» RECORDS SHOWN:
++++++++++

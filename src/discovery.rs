//! Match discovery from the Riot esports calendar: fetch the upcoming
//! event window, keep the organization's fixtures, drop everything the
//! store already knows, and shape the survivors into draft documents.

use riot_client::{EventState, RiotClient, RiotEvent};
use store::{Caster, Game, Match, MatchKey, MatchStatus, MatchStore, Team};
use tracing::{debug, info};

use crate::run_cache::RunCache;
use crate::ORG_CODE;

/// The upstream id a stored match carries for an event: the inner match
/// id when present, the event id otherwise.
pub fn event_match_id(event: &RiotEvent) -> &str {
    event
        .match_info
        .as_ref()
        .map(|m| m.id.as_str())
        .unwrap_or(&event.id)
}

/// Discovery-time deduplication. An event is dropped when its match id is
/// already stored, or when a stored future match on the same calendar day
/// shares one of its teams. The second rule catches upstream re-numbering,
/// the same fixture reposted under a fresh id, without blocking later
/// fixtures of the same team.
pub fn filter_new_events<'a>(
    events: &'a [RiotEvent],
    existing: &[MatchKey],
) -> Vec<&'a RiotEvent> {
    events
        .iter()
        .filter(|event| event.involves_code(ORG_CODE))
        .filter(|event| {
            let id = event_match_id(event);
            if existing.iter().any(|key| key.match_id == id) {
                debug!("Event {id} already stored, skipping");
                return false;
            }
            let event_day = event.start_time.date_naive();
            let fixture_known = event
                .match_info
                .iter()
                .flat_map(|m| m.match_teams.iter())
                .any(|team| {
                    existing.iter().any(|key| {
                        key.date.date_naive() == event_day
                            && key.team_names.iter().any(|n| n == &team.name)
                    })
                });
            if fixture_known {
                debug!("Event {id} overlaps a stored match on the same day, skipping");
            }
            !fixture_known
        })
        .collect()
}

/// Shapes one event into a draft document: skeleton teams, status 0,
/// enrichment payloads unset.
pub fn draft_from_event(event: &RiotEvent, game: Game, casters: Vec<Caster>) -> Option<Match> {
    let info = event.match_info.as_ref()?;
    if info.match_teams.len() != 2 {
        return None;
    }

    let teams: Vec<Team> = info
        .match_teams
        .iter()
        .map(|t| {
            Team::skeleton(
                t.name.clone(),
                t.code.clone(),
                t.image.clone().unwrap_or_default(),
            )
        })
        .collect();

    Some(Match {
        id: None,
        match_id: info.id.clone(),
        date: event.start_time,
        teams,
        league: event.league.name.clone(),
        league_logo_url: event.league.image.clone(),
        match_type: event.block_name.clone().unwrap_or_default(),
        game,
        status: MatchStatus::Scheduled,
        rounds: info.strategy.as_ref().map(|s| s.count),
        casters: (!casters.is_empty()).then_some(casters),
        ranking_data: None,
        kc_stats: None,
    })
}

/// Full discovery pass for one game. Returns the draft matches; the
/// enrichment pipeline inserts them.
pub async fn run(store: &MatchStore, riot: &RiotClient, game: Game) -> anyhow::Result<Vec<Match>> {
    let events = riot.fetch_events(game, EventState::Unstarted).await?;
    let existing = store.upcoming_match_keys(game).await?;
    let fresh = filter_new_events(&events, &existing);
    info!(
        "📅 {game}: {} upcoming events, {} new",
        events.len(),
        fresh.len()
    );

    let caster_cache: RunCache<String, Vec<Caster>> = RunCache::new();
    let mut drafts = Vec::new();
    for event in fresh {
        let casters = caster_cache
            .get_or_try_insert(event.league.name.clone(), || async {
                store.casters_for_league(&event.league.name).await
            })
            .await?;
        if let Some(draft) = draft_from_event(event, game, casters) {
            drafts.push(draft);
        }
    }
    Ok(drafts)
}

#[cfg(test)]
mod tests {
    use super::*;

    fn event(id: &str, names: [&str; 2], codes: [&str; 2]) -> RiotEvent {
        event_at(id, names, codes, "2025-03-01T18:00:00Z")
    }

    fn event_at(id: &str, names: [&str; 2], codes: [&str; 2], start: &str) -> RiotEvent {
        let json = serde_json::json!({
            "id": id,
            "blockName": "Regular Season",
            "startTime": start,
            "league": { "name": "LEC", "image": "https://img/lec.png" },
            "match": {
                "id": id,
                "matchTeams": [
                    { "code": codes[0], "name": names[0], "image": "https://img/a.png",
                      "result": null },
                    { "code": codes[1], "name": names[1], "image": "https://img/b.png",
                      "result": null }
                ],
                "strategy": { "count": 3 }
            }
        });
        serde_json::from_value(json).unwrap()
    }

    fn key(match_id: &str, date: &str, teams: &[&str]) -> MatchKey {
        MatchKey {
            match_id: match_id.to_string(),
            date: date.parse().unwrap(),
            team_names: teams.iter().map(|s| s.to_string()).collect(),
        }
    }

    #[test]
    fn only_org_events_survive() {
        let events = vec![
            event("1", ["Karmine Corp", "Fnatic"], ["KC", "FNC"]),
            event("2", ["G2 Esports", "Fnatic"], ["G2", "FNC"]),
        ];
        let fresh = filter_new_events(&events, &[]);
        assert_eq!(fresh.len(), 1);
        assert_eq!(fresh[0].id, "1");
    }

    #[test]
    fn known_match_ids_are_dropped() {
        let events = vec![event("1", ["Karmine Corp", "Fnatic"], ["KC", "FNC"])];
        let existing = vec![key("1", "2025-03-01T18:00:00Z", &["Karmine Corp", "Fnatic"])];
        assert!(filter_new_events(&events, &existing).is_empty());
    }

    #[test]
    fn renumbered_fixtures_are_caught_by_same_day_team_overlap() {
        // Same fixture, fresh upstream id, same day.
        let events = vec![event("99", ["Karmine Corp", "Fnatic"], ["KC", "FNC"])];
        let existing = vec![key("1", "2025-03-01T17:00:00Z", &["Karmine Corp", "Fnatic"])];
        assert!(filter_new_events(&events, &existing).is_empty());
    }

    #[test]
    fn later_fixtures_of_the_same_team_are_kept() {
        // A stored fixture must not block the team's next match a week on.
        let events = vec![event_at(
            "7",
            ["Karmine Corp", "G2 Esports"],
            ["KC", "G2"],
            "2025-03-08T18:00:00Z",
        )];
        let existing = vec![key("1", "2025-03-01T18:00:00Z", &["Karmine Corp", "Fnatic"])];
        let fresh = filter_new_events(&events, &existing);
        assert_eq!(fresh.len(), 1);
        assert_eq!(fresh[0].id, "7");
    }

    #[test]
    fn discovery_is_idempotent_over_its_own_output() {
        let events = vec![event("1", ["Karmine Corp", "Fnatic"], ["KC", "FNC"])];
        let first = filter_new_events(&events, &[]);
        assert_eq!(first.len(), 1);

        // Pretend the first pass was stored, then rerun on the same input.
        let stored: Vec<MatchKey> = first
            .iter()
            .map(|e| {
                let m = e.match_info.as_ref().unwrap();
                MatchKey {
                    match_id: m.id.clone(),
                    date: e.start_time,
                    team_names: m.match_teams.iter().map(|t| t.name.clone()).collect(),
                }
            })
            .collect();
        assert!(filter_new_events(&events, &stored).is_empty());
    }

    #[test]
    fn drafts_carry_event_identity() {
        let e = event("42", ["Karmine Corp", "Fnatic"], ["KC", "FNC"]);
        let draft = draft_from_event(&e, Game::LeagueOfLegends, Vec::new()).unwrap();
        assert_eq!(draft.match_id, "42");
        assert_eq!(draft.league, "LEC");
        assert_eq!(draft.league_logo_url.as_deref(), Some("https://img/lec.png"));
        assert_eq!(draft.match_type, "Regular Season");
        assert_eq!(draft.status, MatchStatus::Scheduled);
        assert_eq!(draft.rounds, Some(3));
        assert_eq!(draft.teams[0].acronym, "KC");
        assert!(draft.casters.is_none());
        assert!(draft.kc_stats.is_none());
    }
}
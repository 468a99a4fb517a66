use chrono::{Duration, Utc};
use jsonwebtoken::{
    decode, encode, errors::ErrorKind, Algorithm, DecodingKey, EncodingKey, Header, Validation,
};
use tracing::debug;

use shared_models::auth::{JwtClaims, User, UserType};

pub fn issue_token(
    user_id: &str,
    user_type: UserType,
    jwt_secret: &str,
    expiration_hours: i64,
) -> Result<String, String> {
    if jwt_secret.is_empty() {
        return Err("JWT secret is not set".to_string());
    }

    let now = Utc::now();
    let claims = JwtClaims {
        sub: user_id.to_string(),
        user_type,
        iat: now.timestamp() as u64,
        exp: (now + Duration::hours(expiration_hours)).timestamp() as u64,
    };

    encode(
        &Header::new(Algorithm::HS256),
        &claims,
        &EncodingKey::from_secret(jwt_secret.as_bytes()),
    )
    .map_err(|e| format!("Failed to encode token: {}", e))
}

pub fn validate_token(token: &str, jwt_secret: &str) -> Result<User, String> {
    if jwt_secret.is_empty() {
        return Err("JWT secret is not set".to_string());
    }

    let token_data = decode::<JwtClaims>(
        token,
        &DecodingKey::from_secret(jwt_secret.as_bytes()),
        &Validation::new(Algorithm::HS256),
    )
    .map_err(|e| match e.kind() {
        ErrorKind::ExpiredSignature => {
            debug!("Token expired");
            "Token expired".to_string()
        }
        _ => {
            debug!("Token validation failed: {}", e);
            "Invalid token".to_string()
        }
    })?;

    let user = User {
        id: token_data.claims.sub,
        user_type: token_data.claims.user_type,
    };

    debug!("Token validated successfully for {} {}", user.user_type, user.id);
    Ok(user)
}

++++++++++

» EXERCISE INSTRUCTIONS:
In the material above, find every line that has the string "crate" and pull those lines out.

» SOLUTION FOR THIS PROBLEM:
use crate::run_cache::RunCache;
use crate::ORG_CODE;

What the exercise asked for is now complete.